[Saved entries]
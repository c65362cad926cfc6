pub mod engine;
pub mod reaper;
pub mod reconcile;
pub mod stripe;

pub use engine::{BookingEngine, BookingRules, CreatedReservation, ReservationRequest};
pub use reaper::ExpiryReaper;
pub use reconcile::{Reconciler, ReconcileRules, VerifyOutcome};
pub use stripe::StripeGateway;
//! Stripe Checkout adapter: session creation, session retrieval and webhook
//! signature verification.

use async_trait::async_trait;
use hmac::{Hmac, Mac};
use rentra_core::payment::{
    CheckoutSession, GatewayPaymentStatus, PaymentGateway, SessionDetails,
};
use rentra_core::BookingError;
use serde::Deserialize;
use sha2::Sha256;
use uuid::Uuid;

type HmacSha256 = Hmac<Sha256>;

const CURRENCY: &str = "usd";

pub struct StripeGateway {
    http: reqwest::Client,
    secret_key: String,
    base_url: String,
    success_url: String,
    cancel_url: String,
}

#[derive(Debug, Deserialize)]
struct SessionResponse {
    id: String,
    url: Option<String>,
    payment_status: Option<String>,
    payment_intent: Option<serde_json::Value>,
    #[serde(default)]
    metadata: serde_json::Value,
}

fn gateway_err(e: reqwest::Error) -> BookingError {
    BookingError::Gateway(format!("stripe: {e}"))
}

impl StripeGateway {
    pub fn new(secret_key: String, base_url: String, success_url: String, cancel_url: String) -> Self {
        Self {
            http: reqwest::Client::new(),
            secret_key,
            base_url,
            success_url,
            cancel_url,
        }
    }

    async fn read_session(&self, response: reqwest::Response) -> Result<SessionResponse, BookingError> {
        let status = response.status();
        if !status.is_success() {
            let body = response.text().await.unwrap_or_default();
            return Err(BookingError::Gateway(format!(
                "stripe returned {status}: {body}"
            )));
        }
        response.json().await.map_err(gateway_err)
    }
}

#[async_trait]
impl PaymentGateway for StripeGateway {
    async fn create_checkout_session(
        &self,
        reservation_id: Uuid,
        display_name: &str,
        amount: i64,
    ) -> Result<CheckoutSession, BookingError> {
        let reservation_id = reservation_id.to_string();
        let amount = amount.to_string();
        let success_url = format!(
            "{}?reservation_id={}",
            self.success_url, reservation_id
        );
        // Stripe's bracketed form encoding.
        let form: Vec<(&str, &str)> = vec![
            ("mode", "payment"),
            ("success_url", &success_url),
            ("cancel_url", &self.cancel_url),
            ("line_items[0][price_data][currency]", CURRENCY),
            ("line_items[0][price_data][product_data][name]", display_name),
            ("line_items[0][price_data][unit_amount]", &amount),
            ("line_items[0][quantity]", "1"),
            ("metadata[reservation_id]", &reservation_id),
        ];

        let response = self
            .http
            .post(format!("{}/v1/checkout/sessions", self.base_url))
            .bearer_auth(&self.secret_key)
            .form(&form)
            .send()
            .await
            .map_err(gateway_err)?;

        let session = self.read_session(response).await?;
        let url = session.url.ok_or_else(|| {
            BookingError::Gateway("checkout session has no redirect url".to_string())
        })?;

        Ok(CheckoutSession {
            id: session.id,
            url,
        })
    }

    async fn get_session(&self, session_id: &str) -> Result<SessionDetails, BookingError> {
        let response = self
            .http
            .get(format!(
                "{}/v1/checkout/sessions/{}",
                self.base_url, session_id
            ))
            .bearer_auth(&self.secret_key)
            .send()
            .await
            .map_err(gateway_err)?;

        let session = self.read_session(response).await?;

        let payment_status = match session.payment_status.as_deref() {
            Some("paid") => GatewayPaymentStatus::Paid,
            Some("no_payment_required") => GatewayPaymentStatus::NoPaymentRequired,
            _ => GatewayPaymentStatus::Unpaid,
        };

        // `payment_intent` is a string id, or an object when expanded.
        let payment_intent = match session.payment_intent {
            Some(serde_json::Value::String(id)) => Some(id),
            Some(serde_json::Value::Object(obj)) => obj
                .get("id")
                .and_then(|v| v.as_str())
                .map(str::to_string),
            _ => None,
        };

        let reservation_id = session
            .metadata
            .get("reservation_id")
            .and_then(|v| v.as_str())
            .and_then(|s| Uuid::parse_str(s).ok());

        Ok(SessionDetails {
            id: session.id,
            payment_status,
            payment_intent,
            reservation_id,
        })
    }
}

/// Verify a `Stripe-Signature` header against the raw request body.
///
/// Header format: `t=<timestamp>,v1=<hex hmac>[,v1=...]`. The signed
/// payload is `<timestamp>.<body>`. Must run before the body is parsed;
/// an unverified payload is untrusted input.
pub fn verify_webhook_signature(
    secret: &str,
    payload: &[u8],
    signature_header: &str,
) -> Result<(), BookingError> {
    let mut timestamp: Option<&str> = None;
    let mut signatures: Vec<&str> = Vec::new();

    for part in signature_header.split(',') {
        match part.trim().split_once('=') {
            Some(("t", value)) => timestamp = Some(value),
            Some(("v1", value)) => signatures.push(value),
            _ => {}
        }
    }

    let timestamp = timestamp
        .ok_or_else(|| BookingError::Gateway("signature header missing timestamp".to_string()))?;
    if signatures.is_empty() {
        return Err(BookingError::Gateway(
            "signature header missing v1 signature".to_string(),
        ));
    }

    for candidate in signatures {
        let Ok(candidate_bytes) = hex::decode(candidate) else {
            continue;
        };
        let mut mac = HmacSha256::new_from_slice(secret.as_bytes())
            .map_err(|e| BookingError::Gateway(format!("invalid webhook secret: {e}")))?;
        mac.update(timestamp.as_bytes());
        mac.update(b".");
        mac.update(payload);
        // verify_slice is constant-time.
        if mac.verify_slice(&candidate_bytes).is_ok() {
            return Ok(());
        }
    }

    Err(BookingError::Gateway(
        "webhook signature verification failed".to_string(),
    ))
}

#[cfg(test)]
mod tests {
    use super::*;

    fn sign(secret: &str, timestamp: &str, payload: &[u8]) -> String {
        let mut mac = HmacSha256::new_from_slice(secret.as_bytes()).unwrap();
        mac.update(timestamp.as_bytes());
        mac.update(b".");
        mac.update(payload);
        hex::encode(mac.finalize().into_bytes())
    }

    #[test]
    fn accepts_a_valid_signature() {
        let payload = br#"{"type":"checkout.session.completed"}"#;
        let header = format!("t=1700000000,v1={}", sign("whsec_test", "1700000000", payload));
        assert!(verify_webhook_signature("whsec_test", payload, &header).is_ok());
    }

    #[test]
    fn rejects_a_tampered_body() {
        let payload = br#"{"type":"checkout.session.completed"}"#;
        let header = format!("t=1700000000,v1={}", sign("whsec_test", "1700000000", payload));
        let tampered = br#"{"type":"checkout.session.expired"}"#;
        assert!(verify_webhook_signature("whsec_test", tampered, &header).is_err());
    }

    #[test]
    fn rejects_a_wrong_secret() {
        let payload = b"{}";
        let header = format!("t=1,v1={}", sign("whsec_other", "1", payload));
        assert!(verify_webhook_signature("whsec_test", payload, &header).is_err());
    }

    #[test]
    fn rejects_malformed_headers() {
        assert!(verify_webhook_signature("s", b"{}", "v1=abcd").is_err());
        assert!(verify_webhook_signature("s", b"{}", "t=1700000000").is_err());
        assert!(verify_webhook_signature("s", b"{}", "garbage").is_err());
    }

    #[test]
    fn accepts_any_of_multiple_v1_signatures() {
        let payload = b"{}";
        let good = sign("whsec_test", "2", payload);
        let header = format!("t=2,v1=deadbeef,v1={good}");
        assert!(verify_webhook_signature("whsec_test", payload, &header).is_ok());
    }
}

TASK TO COMPLETE >>
Say how many lines of the entries hold the string "format". Nothing but the number should be given.

EXERCISE OUTPUT >>
11